2:57 So we'll have a line at 3500. So what this says is at a text annotation And we'll call the the text as target of 3500. The X.
3:13 Y coordinates will pass a tuple of 3500 and 2. So it should be kind of right in here. Size of the text should be 16.
3:22 And then the final thing I'm going to do is add a grid so we can see what it looks like. I think that looks nice.
3:31 See if I made any typos forgot to tell it. Put the major formatter on the X axis spelled mis-spelled label size.
3:51 And one of the other things I noticed now is I'd like to make this figure a little bit bigger. I think it's kind of cramped.
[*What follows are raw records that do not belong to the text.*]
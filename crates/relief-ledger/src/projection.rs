use std::collections::{BTreeMap, BTreeSet};
use std::fmt;

use serde::{Deserialize, Serialize};

use relief_crypto::DigestHasher;
use relief_types::{Digest, Location, Timestamp};

use crate::block::Block;

/// Integrity status shown to users.
#[derive(Clone, Copy, Debug, PartialEq, Eq, Hash, Serialize, Deserialize)]
pub enum IntegrityStatus {
    Verified,
    Compromised,
}

impl IntegrityStatus {
    pub fn from_valid(valid: bool) -> Self {
        if valid {
            Self::Verified
        } else {
            Self::Compromised
        }
    }

    pub fn is_verified(&self) -> bool {
        matches!(self, Self::Verified)
    }
}

impl fmt::Display for IntegrityStatus {
    fn fmt(&self, f: &mut fmt::Formatter<'_>) -> fmt::Result {
        match self {
            Self::Verified => f.write_str("Verified"),
            Self::Compromised => f.write_str("Compromised"),
        }
    }
}

/// Row in the audit-log download.
#[derive(Clone, Debug, PartialEq, Eq, Serialize, Deserialize)]
#[serde(rename_all = "camelCase")]
pub struct AuditEntry {
    pub block_number: u64,
    pub relief_id: String,
    pub district: String,
    pub state: String,
    pub pin_code: String,
    pub category: String,
    pub timestamp: String,
    pub digest: String,
    pub previous_digest: String,
}

/// Dashboard figures for one chain.
#[derive(Clone, Debug, PartialEq, Eq, Serialize)]
pub struct ChainSummary {
    /// Non-genesis block count.
    pub record_count: u64,
    pub district_count: u64,
    pub category_counts: BTreeMap<String, u64>,
    pub last_updated: Option<Timestamp>,
    pub integrity: IntegrityStatus,
}

/// Deterministic projection builders.
pub struct ProjectionBuilder;

impl ProjectionBuilder {
    pub fn audit_entries(blocks: &[Block]) -> Vec<AuditEntry> {
        let system = Location::system();
        blocks
            .iter()
            .map(|block| {
                let location = block.payload.location().unwrap_or(&system);
                AuditEntry {
                    block_number: block.sequence_index,
                    relief_id: block.relief_id().to_string(),
                    district: location.district.clone(),
                    state: location.state.clone(),
                    pin_code: location.pin_code.clone(),
                    category: block.payload.category().to_string(),
                    timestamp: block.timestamp.to_string(),
                    digest: block.digest.to_hex(),
                    previous_digest: block.previous_digest.as_text(),
                }
            })
            .collect()
    }

    /// Digest of an exported audit document, for publishing alongside the
    /// download so a copy can be checked against it later.
    pub fn export_digest(document: &str) -> Digest {
        DigestHasher::EXPORT.hash(document.as_bytes())
    }

    pub fn summary(blocks: &[Block], integrity: IntegrityStatus) -> ChainSummary {
        let records = || blocks.iter().filter(|b| !b.is_genesis());

        let districts: BTreeSet<&str> = records()
            .filter_map(|b| b.payload.location())
            .map(|l| l.district.as_str())
            .collect();

        let mut category_counts = BTreeMap::new();
        for block in records() {
            *category_counts
                .entry(block.payload.category().to_string())
                .or_insert(0) += 1;
        }

        ChainSummary {
            record_count: records().count() as u64,
            district_count: districts.len() as u64,
            category_counts,
            last_updated: records().last().map(|b| b.timestamp.clone()),
            integrity,
        }
    }
}
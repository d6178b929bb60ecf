/// Errors from key-value store operations.
#[derive(Debug, thiserror::Error)]
pub enum StoreError {
    /// Writing the value would exceed the configured storage quota.
    #[error("storage quota exceeded writing {key}: {required} bytes needed, limit is {limit}")]
    QuotaExceeded {
        key: String,
        limit: u64,
        required: u64,
    },

    /// Storage backend is read-only or otherwise unavailable.
    #[error("store is read-only")]
    ReadOnly,

    /// Key contains characters the backend cannot represent.
    #[error("invalid key {0:?}: only ASCII letters, digits, '_' and '-' are allowed")]
    InvalidKey(String),

    /// Stored bytes are not valid UTF-8.
    #[error("value under {key} is not valid UTF-8")]
    InvalidEncoding { key: String },

    /// I/O error from the underlying storage backend.
    #[error("I/O error: {0}")]
    Io(#[from] std::io::Error),

    /// A lock guarding the store was poisoned by a panicking writer.
    #[error("store lock poisoned")]
    LockPoisoned,
}

/// Result alias for store operations.
pub type StoreResult<T> = Result<T, StoreError>;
3:59 So let's update this to fixed size. Will you run it? There we go. Now. We have a bigger figure. So let's walk through again. What we've done,
4:10 We created our figure with one axis and the figure size is 9 by 7. We added a scatter plot. We the alpha is the transparency so that you can
4:21 see more of the plots and the color is based on the cylinders. So notice that it's the displacement versus the fuel cost.
4:29 But the cylinders are shown as the color. We set our X and Y labels. We included a size for the font to make it a little more readable.
4:41 We set the formatter on the X axis so that the currency comes through with a dollar sign and a comma.
4:48 We also set the tick parameters so we rotated the labels and the size. We added this vertical line on the chart That shows the target of 3500.
5:02 And then we turned on the grid so this highlights all of the configuration options that you have available to you in matplot lib.
5:11 And once you start to get the hang of it and start to look through the
5:14 documentation. It's relatively straight forward but is verbose some of the future libraries that we'll be talking about to do make a lot of these easier.